[Stored items]
impl<'a> Taggable<'a> {
    pub(crate) fn new(service: &'a TaggingService, taggable: TaggableRef) -> Self {
        Self { service, taggable }
    }

    pub fn taggable(&self) -> &TaggableRef {
        &self.taggable
    }

    /// Tag the entity with `names` (each entry may be comma-separated)
    pub async fn tag<S: AsRef<str>>(&self, names: &[S]) -> Result<Vec<Tag>, StorageError> {
        self.tag_with(names, None, false).await
    }

    /// Tag the entity, creating missing tags inside `group_name` and optionally
    /// numbering the new join rows after the existing ones.
    ///
    /// Names already carried (compared by slug) are skipped, as are names that
    /// normalize to nothing. Returns the tags that were newly linked.
    pub async fn tag_with<S: AsRef<str>>(
        &self,
        names: &[S],
        group_name: Option<&str>,
        use_sorting: bool,
    ) -> Result<Vec<Tag>, StorageError> {
        let wanted = self.normalized_names(names);
        if wanted.is_empty() {
            return Ok(Vec::new());
        }

        let config = self.service.config();
        let mut tx = begin_write(self.service.pool()).await?;

        // Resolve the group before any writes so a missing group aborts cleanly
        let group = match group_name {
            Some(group_name) => Some(TagGroupStorage::require_with(&mut tx, config, group_name).await?),
            None => None,
        };

        let mut sorting = if use_sorting {
            Some(self.count_tagged_with(&mut tx).await?)
        } else {
            None
        };

        let mut added = Vec::new();
        for (name, _) in &wanted {
            let tag = TagStorage::find_or_create_with(&mut tx, config, name, group.as_ref()).await?;

            if self.link_with(&mut tx, &tag, sorting).await? {
                sorting = sorting.map(|s| s + 1);
                added.push(tag);
            } else {
                debug!("{} already tagged with {}", self.taggable, tag.slug);
            }
        }

        tx.commit().await.map_err(StorageError::Sqlx)?;

        for tag in &added {
            self.service.emit(TagEvent::Added {
                taggable: self.taggable.clone(),
                tag_slug: tag.slug.clone(),
            });
        }

        Ok(added)
    }

    /// Tag the entity with existing tags by id; unknown ids are ignored
    pub async fn tag_with_ids<S: AsRef<str>>(
        &self,
        tag_ids: &[S],
        use_sorting: bool,
    ) -> Result<Vec<Tag>, StorageError> {
        if tag_ids.is_empty() {
            return Ok(Vec::new());
        }

        let mut tx = begin_write(self.service.pool()).await?;

        let mut sorting = if use_sorting {
            Some(self.count_tagged_with(&mut tx).await?)
        } else {
            None
        };

        let mut added = Vec::new();
        for tag_id in tag_ids {
            let tag = match TagStorage::get_with(&mut tx, tag_id.as_ref()).await {
                Ok(tag) => tag,
                Err(StorageError::NotFound(_)) => {
                    debug!("Ignoring unknown tag id: {}", tag_id.as_ref());
                    continue;
                }
                Err(e) => return Err(e),
            };

            if self.link_with(&mut tx, &tag, sorting).await? {
                sorting = sorting.map(|s| s + 1);
                added.push(tag);
            }
        }

        tx.commit().await.map_err(StorageError::Sqlx)?;

        for tag in &added {
            self.service.emit(TagEvent::Added {
                taggable: self.taggable.clone(),
                tag_slug: tag.slug.clone(),
            });
        }

        Ok(added)
    }

    /// Remove the named tags; returns how many join rows were deleted
    pub async fn untag<S: AsRef<str>>(&self, names: &[S]) -> Result<u64, StorageError> {
        let wanted = self.normalized_names(names);

        let mut tag_ids = Vec::new();
        {
            let mut conn = self.service.pool().acquire().await.map_err(StorageError::Sqlx)?;
            let locale = self.service.config().locale.as_deref();
            for (_, slug) in &wanted {
                if let Some(tag) = TagStorage::find_by_slug_with(&mut conn, slug, locale).await? {
                    tag_ids.push(tag.id);
                }
            }
        }

        self.untag_ids(&tag_ids).await
    }

    /// Remove every tag from the entity
    pub async fn untag_all(&self) -> Result<u64, StorageError> {
        let tag_ids = self.tag_ids().await?;
        self.untag_ids(&tag_ids).await
    }

    /// Remove every tag the entity carries from the named group
    pub async fn untag_group(&self, group_name: &str) -> Result<u64, StorageError> {
        let tag_ids = self.tag_ids_in_group(group_name).await?;
        self.untag_ids(&tag_ids).await
    }

    /// Replace the entity's tags with `names`.
    ///
    /// Only the difference is applied: tags present on both sides keep their join
    /// rows and counters untouched.
    pub async fn retag<S: AsRef<str>>(&self, names: &[S]) -> Result<(), StorageError> {
        let wanted = self.normalized_names(names);
        let current = self.tags().await?;

        // Map each wanted name onto the slug of the tag it would resolve to
        let mut wanted_slugs = Vec::with_capacity(wanted.len());
        {
            let mut conn = self.service.pool().acquire().await.map_err(StorageError::Sqlx)?;
            let locale = self.service.config().locale.as_deref();
            for (name, slug) in &wanted {
                let canonical = TagStorage::find_by_slug_with(&mut conn, slug, locale)
                    .await?
                    .map(|tag| tag.slug)
                    .unwrap_or_else(|| slug.clone());
                wanted_slugs.push((name.clone(), canonical));
            }
        }

        let wanted_set: HashSet<&str> = wanted_slugs.iter().map(|(_, s)| s.as_str()).collect();
        let current_set: HashSet<&str> = current.iter().map(|t| t.slug.as_str()).collect();

        let removals: Vec<String> = current
            .iter()
            .filter(|tag| !wanted_set.contains(tag.slug.as_str()))
            .map(|tag| tag.id.clone())
            .collect();
        let additions: Vec<String> = wanted_slugs
            .iter()
            .filter(|(_, slug)| !current_set.contains(slug.as_str()))
            .map(|(name, _)| name.clone())
            .collect();

        debug!(
            "Retagging {}: {} removals, {} additions",
            self.taggable,
            removals.len(),
            additions.len()
        );

        if !removals.is_empty() {
            self.untag_ids(&removals).await?;
        }
        if !additions.is_empty() {
            self.tag(&additions).await?;
        }

        Ok(())
    }

    /// Join rows for the entity in display order, optionally limited to a group
    pub async fn tagged(&self, group_name: Option<&str>) -> Result<Vec<Tagged>, StorageError> {
        let mut builder = QueryBuilder::new("SELECT tg.* FROM tagging_tagged tg");
        self.push_scope(&mut builder, group_name);
        builder
            .build_query_as::<Tagged>()
            .fetch_all(self.service.pool())
            .await
            .map_err(StorageError::Sqlx)
    }

    /// Tags carried by the entity in display order
    pub async fn tags(&self) -> Result<Vec<Tag>, StorageError> {
        self.tags_in(None).await
    }

    pub async fn tags_in_group(&self, group_name: &str) -> Result<Vec<Tag>, StorageError> {
        self.tags_in(Some(group_name)).await
    }

    /// Display names, translated when a locale is configured
    pub async fn tag_names(&self) -> Result<Vec<String>, StorageError> {
        self.names_in(None).await
    }

    pub async fn tag_names_in_group(&self, group_name: &str) -> Result<Vec<String>, StorageError> {
        self.names_in(Some(group_name)).await
    }

    /// Display names joined with `", "`
    pub async fn tag_names_string(&self) -> Result<String, StorageError> {
        Ok(self.tag_names().await?.join(", "))
    }

    pub async fn tag_ids(&self) -> Result<Vec<String>, StorageError> {
        Ok(self.tags().await?.into_iter().map(|t| t.id).collect())
    }

    pub async fn tag_ids_in_group(&self, group_name: &str) -> Result<Vec<String>, StorageError> {
        Ok(self
            .tags_in_group(group_name)
            .await?
            .into_iter()
            .map(|t| t.id)
            .collect())
    }

    pub async fn tag_slugs(&self) -> Result<Vec<String>, StorageError> {
        Ok(self.tags().await?.into_iter().map(|t| t.slug).collect())
    }

    pub async fn tag_slugs_in_group(&self, group_name: &str) -> Result<Vec<String>, StorageError> {
        Ok(self
            .tags_in_group(group_name)
            .await?
            .into_iter()
            .map(|t| t.slug)
            .collect())
    }

    pub async fn has_tag(&self, tag: &Tag) -> Result<bool, StorageError> {
        sqlx::query_scalar::<_, bool>(
            r#"
            SELECT EXISTS (
                SELECT 1 FROM tagging_tagged
                WHERE taggable_type = ? AND taggable_id = ? AND tag_id = ?
            )
            "#,
        )
        .bind(&self.taggable.taggable_type)
        .bind(&self.taggable.taggable_id)
        .bind(&tag.id)
        .fetch_one(self.service.pool())
        .await
        .map_err(StorageError::Sqlx)
    }

    /// Delete join rows for `tag_ids` and decrement counters in one transaction,
    /// then notify and optionally collect unused tags.
    async fn untag_ids(&self, tag_ids: &[String]) -> Result<u64, StorageError> {
        let mut removed = Vec::new();
        let mut total = 0;

        if !tag_ids.is_empty() {
            let mut tx = begin_write(self.service.pool()).await?;

            for tag_id in tag_ids {
                let tag_slug: Option<String> = sqlx::query_scalar(
                    r#"
                    DELETE FROM tagging_tagged
                    WHERE taggable_type = ? AND taggable_id = ? AND tag_id = ?
                    RETURNING tag_slug
                    "#,
                )
                .bind(&self.taggable.taggable_type)
                .bind(&self.taggable.taggable_id)
                .bind(tag_id)
                .fetch_optional(&mut *tx)
                .await
                .map_err(StorageError::Sqlx)?;

                // At most one row per (entity, tag) pair
                if let Some(tag_slug) = tag_slug {
                    TagStorage::adjust_count_with(&mut tx, tag_id, -1).await?;
                    total += 1;
                    removed.push(Change {
                        tag_id: tag_id.clone(),
                        tag_slug,
                    });
                }
            }

            tx.commit().await.map_err(StorageError::Sqlx)?;
        }

        for change in &removed {
            debug!("Untagged {} from {}", change.tag_id, self.taggable);
            self.service.emit(TagEvent::Removed {
                taggable: self.taggable.clone(),
                tag_slug: change.tag_slug.clone(),
            });
        }

        if self.service.config().delete_unused_tags {
            self.service.delete_unused_tags().await?;
        }

        Ok(total)
    }

    /// Insert the join row and bump the counter; false when the pair already exists
    async fn link_with(
        &self,
        conn: &mut SqliteConnection,
        tag: &Tag,
        sorting: Option<i64>,
    ) -> Result<bool, StorageError> {
        let result = sqlx::query(
            r#"
            INSERT INTO tagging_tagged
                (id, taggable_type, taggable_id, tag_id, tag_name, tag_slug, sorting, created_at)
            VALUES (?, ?, ?, ?, ?, ?, ?, ?)
            ON CONFLICT (taggable_type, taggable_id, tag_id) DO NOTHING
            "#,
        )
        .bind(format!("tgd-{}", nanoid::nanoid!()))
        .bind(&self.taggable.taggable_type)
        .bind(&self.taggable.taggable_id)
        .bind(&tag.id)
        .bind(&tag.name)
        .bind(&tag.slug)
        .bind(sorting)
        .bind(Utc::now())
        .execute(&mut *conn)
        .await
        .map_err(StorageError::Sqlx)?;

        if result.rows_affected() == 0 {
            return Ok(false);
        }

        TagStorage::adjust_count_with(conn, &tag.id, 1).await?;
        Ok(true)
    }

    async fn count_tagged_with(&self, conn: &mut SqliteConnection) -> Result<i64, StorageError> {
        sqlx::query_scalar(
            "SELECT COUNT(*) FROM tagging_tagged WHERE taggable_type = ? AND taggable_id = ?",
        )
        .bind(&self.taggable.taggable_type)
        .bind(&self.taggable.taggable_id)
        .fetch_one(&mut *conn)
        .await
        .map_err(StorageError::Sqlx)
    }

    async fn tags_in(&self, group_name: Option<&str>) -> Result<Vec<Tag>, StorageError> {
        let mut builder = QueryBuilder::new("SELECT t.* FROM tagging_tagged tg");
        self.push_scope(&mut builder, group_name);
        builder
            .build_query_as::<Tag>()
            .fetch_all(self.service.pool())
            .await
            .map_err(StorageError::Sqlx)
    }

    async fn names_in(&self, group_name: Option<&str>) -> Result<Vec<String>, StorageError> {
        let mut builder = QueryBuilder::new("SELECT COALESCE(tr.name, t.name) FROM tagging_tagged tg");
        self.push_scope(&mut builder, group_name);
        builder
            .build_query_scalar::<String>()
            .fetch_all(self.service.pool())
            .await
            .map_err(StorageError::Sqlx)
    }

    /// Joins, entity/group restriction, and ordering shared by the readers.
    /// Rows without an explicit sorting value come first, in insertion order.
    fn push_scope(&self, builder: &mut QueryBuilder<'_, Sqlite>, group_name: Option<&str>) {
        let config = self.service.config();

        builder.push(" JOIN tagging_tags t ON t.id = tg.tag_id");
        builder.push(" LEFT JOIN tagging_tags_translations tr ON tr.tag_id = t.id AND tr.locale = ");
        builder.push_bind(config.locale.clone());
        if group_name.is_some() {
            builder.push(" JOIN tagging_tag_groups g ON g.id = t.tag_group_id");
        }

        builder.push(" WHERE tg.taggable_type = ");
        builder.push_bind(self.taggable.taggable_type.clone());
        builder.push(" AND tg.taggable_id = ");
        builder.push_bind(self.taggable.taggable_id.clone());

        if let Some(group_name) = group_name {
            builder.push(" AND g.slug = ");
            builder.push_bind(config.normalize(group_name));
        }

        builder.push(" ORDER BY tg.sorting, tg.rowid");
    }

    /// Parse, normalize, and de-duplicate raw input by slug, keeping first spelling
    fn normalized_names<S: AsRef<str>>(&self, names: &[S]) -> Vec<(String, String)> {
        let config = self.service.config();
        let mut seen = HashSet::new();

        parse_tag_list(names)
            .into_iter()
            .filter_map(|name| {
                let slug = config.normalize(&name);
                if slug.is_empty() {
                    debug!("Skipping tag name without a usable slug: {:?}", name);
                    return None;
                }
                seen.insert(slug.clone()).then_some((name, slug))
            })
            .collect()
    }
}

> _WHAT NEEDS TO BE DONE_
Your reply should hold every line from the data that contains "debug", copied in full.

> _ANSWER BOX_
                debug!("{} already tagged with {}", self.taggable, tag.slug);
                    debug!("Ignoring unknown tag id: {}", tag_id.as_ref());
        debug!(
            debug!("Untagged {} from {}", change.tag_id, self.taggable);
                    debug!("Skipping tag name without a usable slug: {:?}", name);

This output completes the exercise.